O presidente da Câmara dos Deputados, Hugo Motta (Republicanos-PB), intensificou sua estratégia para aprovar o fim imediato da escala de trabalho 6×1, buscando desobstruir a pauta legislativa em um movimento que reacende controvérsias sobre os interesses por trás das prioridades do governo.
Segundo a O Antagonista, Motta busca acelerar a tramitação do projeto governamental com o objetivo de desbloquear outras propostas consideradas relevantes para a agenda da Câmara dos Deputados. A medida visa contornar a resistência senatorial e impulsiona um esquema que se alinha diretamente aos objetivos eleitorais do governo Lula.
O texto em discussão propõe reduzir a jornada semanal, alterando os 44 horas atuais para apenas 40, sem impacto salarial negativo. Além disso, estabelece dois dias de descanso remunerados com uma transição gradual de 14 meses – um modelo que se assemelha à aprovação anterior da PEC sobre a redução da semana laboral. O governo Lula planeja utilizar essa medida como ferramenta política para o próximo ciclo eleitoral já em 2026, antevendo seu uso nas campanhas presidenciais.

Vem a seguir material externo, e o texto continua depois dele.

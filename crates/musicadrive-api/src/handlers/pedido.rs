//! Pedido handlers.
//!
//! Checkout is the single public write endpoint; pedido management is
//! staff-only.

use axum::Json;
use axum::extract::{Path, Query, State};
use axum::http::StatusCode;
use axum::response::Html;
use serde::Deserialize;
use uuid::Uuid;
use validator::Validate;

use musicadrive_core::error::AppError;
use musicadrive_core::types::pagination::PageResponse;
use musicadrive_entity::pedido::{ItemPedidoRequest, Pedido, PedidoStatus};
use musicadrive_service::pedido::{PedidoDetalhes, UpdatePedidoDados};

use crate::dto::request::{CheckoutRequest, EditItensRequest, StatusUpdateRequest};
use crate::dto::response::{ApiResponse, MessageResponse};
use crate::error::ApiError;
use crate::extractors::{AuthUser, Pagination};
use crate::state::AppState;

/// Query parameters for the pedido list.
#[derive(Debug, Clone, Deserialize)]
pub struct PedidoListQuery {
    /// Filter by status.
    pub status: Option<PedidoStatus>,
    /// Page number.
    #[serde(default = "default_page")]
    pub page: u64,
    /// Items per page.
    #[serde(default = "default_per_page")]
    pub per_page: u64,
}

fn default_page() -> u64 {
    1
}

fn default_per_page() -> u64 {
    25
}

/// POST /api/pedidos — public storefront checkout.
pub async fn checkout(
    State(state): State<AppState>,
    Json(req): Json<CheckoutRequest>,
) -> Result<(StatusCode, Json<ApiResponse<Pedido>>), ApiError> {
    req.validate()
        .map_err(|e| AppError::validation(e.to_string()))?;

    let pedido = state.pedido_service.criar(req.into_create()).await?;
    Ok((StatusCode::CREATED, Json(ApiResponse::ok(pedido))))
}

/// GET /api/admin/pedidos
pub async fn list_pedidos(
    State(state): State<AppState>,
    auth: AuthUser,
    Query(query): Query<PedidoListQuery>,
) -> Result<Json<ApiResponse<PageResponse<Pedido>>>, ApiError> {
    let pagination = Pagination {
        page: query.page,
        per_page: query.per_page,
    };
    let page = state
        .pedido_service
        .list(auth.context(), query.status, pagination.into_page_request())
        .await?;
    Ok(Json(ApiResponse::ok(page)))
}

/// GET /api/admin/pedidos/{id}
pub async fn get_pedido(
    State(state): State<AppState>,
    _auth: AuthUser,
    Path(id): Path<Uuid>,
) -> Result<Json<ApiResponse<PedidoDetalhes>>, ApiError> {
    let detalhes = state.pedido_service.get(id).await?;
    Ok(Json(ApiResponse::ok(detalhes)))
}

/// PUT /api/admin/pedidos/{id}
pub async fn update_pedido(
    State(state): State<AppState>,
    auth: AuthUser,
    Path(id): Path<Uuid>,
    Json(req): Json<UpdatePedidoDados>,
) -> Result<Json<ApiResponse<Pedido>>, ApiError> {
    let pedido = state
        .pedido_service
        .update_dados(auth.context(), id, req)
        .await?;
    Ok(Json(ApiResponse::ok(pedido)))
}

/// PUT /api/admin/pedidos/{id}/itens
pub async fn edit_itens(
    State(state): State<AppState>,
    auth: AuthUser,
    Path(id): Path<Uuid>,
    Json(req): Json<EditItensRequest>,
) -> Result<Json<ApiResponse<PedidoDetalhes>>, ApiError> {
    req.validate()
        .map_err(|e| AppError::validation(e.to_string()))?;

    let itens: Vec<ItemPedidoRequest> = req
        .itens
        .into_iter()
        .map(|i| ItemPedidoRequest {
            pasta_id: i.pasta_id,
            quantidade: i.quantidade,
        })
        .collect();

    let detalhes = state
        .pedido_service
        .editar_itens(auth.context(), id, itens)
        .await?;
    Ok(Json(ApiResponse::ok(detalhes)))
}

/// PUT /api/admin/pedidos/{id}/status
pub async fn update_status(
    State(state): State<AppState>,
    auth: AuthUser,
    Path(id): Path<Uuid>,
    Json(req): Json<StatusUpdateRequest>,
) -> Result<Json<ApiResponse<Pedido>>, ApiError> {
    let pedido = state
        .pedido_service
        .atualizar_status(auth.context(), id, req.status)
        .await?;
    Ok(Json(ApiResponse::ok(pedido)))
}

/// DELETE /api/admin/pedidos/{id}
pub async fn delete_pedido(
    State(state): State<AppState>,
    auth: AuthUser,
    Path(id): Path<Uuid>,
) -> Result<Json<ApiResponse<MessageResponse>>, ApiError> {
    state.pedido_service.excluir(auth.context(), id).await?;
    Ok(Json(ApiResponse::ok(MessageResponse::new("Pedido deleted"))))
}

/// GET /api/admin/pedidos/{id}/print — printable HTML receipt.
pub async fn print_pedido(
    State(state): State<AppState>,
    _auth: AuthUser,
    Path(id): Path<Uuid>,
) -> Result<Html<String>, ApiError> {
    let html = state.pedido_service.recibo(id).await?;
    Ok(Html(html))
}
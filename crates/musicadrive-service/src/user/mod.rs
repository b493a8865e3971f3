//! Staff account management.

pub mod service;

pub use service::{NewUserRequest, UserService};
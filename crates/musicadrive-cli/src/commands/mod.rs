//! CLI command definitions and dispatch.

pub mod admin;
pub mod migrate;
pub mod serve;
pub mod user;

use clap::{Parser, Subcommand};

use crate::output::OutputFormat;
use musicadrive_core::config::AppConfig;
use musicadrive_core::error::AppError;

/// MusicaDrive — curated music folder storefront
#[derive(Debug, Parser)]
#[command(name = "musicadrive", version, about, long_about = None)]
pub struct Cli {
    /// Configuration environment (reads config/default.toml + config/<env>.toml)
    #[arg(short, long, default_value = "development")]
    pub env: String,

    /// Output format
    #[arg(short, long, value_enum, default_value = "table")]
    pub format: OutputFormat,

    /// Subcommand to execute
    #[command(subcommand)]
    pub command: Commands,
}

/// Top-level commands
#[derive(Debug, Subcommand)]
pub enum Commands {
    /// Start the MusicaDrive server
    Serve(serve::ServeArgs),
    /// Database migration management
    Migrate(migrate::MigrateArgs),
    /// Admin account bootstrap
    Admin(admin::AdminArgs),
    /// Staff account management
    User(user::UserArgs),
}

impl Cli {
    /// Execute the CLI command
    pub async fn execute(&self) -> Result<(), AppError> {
        match &self.command {
            Commands::Serve(args) => serve::execute(args, &self.env).await,
            Commands::Migrate(args) => migrate::execute(args, &self.env).await,
            Commands::Admin(args) => admin::execute(args, &self.env).await,
            Commands::User(args) => user::execute(args, &self.env, self.format).await,
        }
    }
}

/// Helper: load configuration for the selected environment
pub fn load_config(env: &str) -> Result<AppConfig, AppError> {
    AppConfig::load(env)
}

/// Helper: create a database pool from config
pub async fn create_db_pool(config: &AppConfig) -> Result<sqlx::PgPool, AppError> {
    let pool = musicadrive_database::connection::DatabasePool::connect(&config.database).await?;
    Ok(pool.into_pool())
}
//! Categoria repository implementation.

use sqlx::PgPool;
use uuid::Uuid;

use musicadrive_core::error::{AppError, ErrorKind};
use musicadrive_core::result::AppResult;
use musicadrive_entity::categoria::{Categoria, CreateCategoria, UpdateCategoria};

/// Repository for genre label CRUD.
#[derive(Debug, Clone)]
pub struct CategoriaRepository {
    pool: PgPool,
}

impl CategoriaRepository {
    /// Create a new categoria repository.
    pub fn new(pool: PgPool) -> Self {
        Self { pool }
    }

    /// Find a categoria by ID.
    pub async fn find_by_id(&self, id: Uuid) -> AppResult<Option<Categoria>> {
        sqlx::query_as::<_, Categoria>("SELECT * FROM categorias WHERE id = $1")
            .bind(id)
            .fetch_optional(&self.pool)
            .await
            .map_err(|e| AppError::with_source(ErrorKind::Database, "Failed to find categoria", e))
    }

    /// List all categorias, alphabetically.
    pub async fn find_all(&self) -> AppResult<Vec<Categoria>> {
        sqlx::query_as::<_, Categoria>("SELECT * FROM categorias ORDER BY nome ASC")
            .fetch_all(&self.pool)
            .await
            .map_err(|e| AppError::with_source(ErrorKind::Database, "Failed to list categorias", e))
    }

    /// Create a new categoria.
    pub async fn create(&self, data: &CreateCategoria) -> AppResult<Categoria> {
        sqlx::query_as::<_, Categoria>(
            "INSERT INTO categorias (nome, descricao, cor) VALUES ($1, $2, $3) RETURNING *",
        )
        .bind(&data.nome)
        .bind(&data.descricao)
        .bind(&data.cor)
        .fetch_one(&self.pool)
        .await
        .map_err(|e| AppError::with_source(ErrorKind::Database, "Failed to create categoria", e))
    }

    /// Update an existing categoria. `None` fields are left unchanged.
    pub async fn update(&self, id: Uuid, data: &UpdateCategoria) -> AppResult<Option<Categoria>> {
        sqlx::query_as::<_, Categoria>(
            "UPDATE categorias SET \
                nome = COALESCE($2, nome), \
                descricao = COALESCE($3, descricao), \
                cor = COALESCE($4, cor), \
                is_active = COALESCE($5, is_active), \
                updated_at = NOW() \
             WHERE id = $1 RETURNING *",
        )
        .bind(id)
        .bind(&data.nome)
        .bind(&data.descricao)
        .bind(&data.cor)
        .bind(data.is_active)
        .fetch_optional(&self.pool)
        .await
        .map_err(|e| AppError::with_source(ErrorKind::Database, "Failed to update categoria", e))
    }

    /// Delete a categoria. Returns whether a row was removed.
    pub async fn delete(&self, id: Uuid) -> AppResult<bool> {
        let result = sqlx::query("DELETE FROM categorias WHERE id = $1")
            .bind(id)
            .execute(&self.pool)
            .await
            .map_err(|e| {
                AppError::with_source(ErrorKind::Database, "Failed to delete categoria", e)
            })?;

        Ok(result.rows_affected() > 0)
    }
}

A pressão exercida por Motta e pelo Palácio do Planalto não esconde uma clara tentativa de manipular o andamento das votações na Câmara dos Deputados, buscando destravar temas como a regulamentação da inteligência artificial e o aumento do teto para microempreendedores individuais (MEIs). O posicionamento contínuo demonstra as prioridades políticas que estão sendo impostas sem considerar os impactos reais nas categorias de trabalhadores.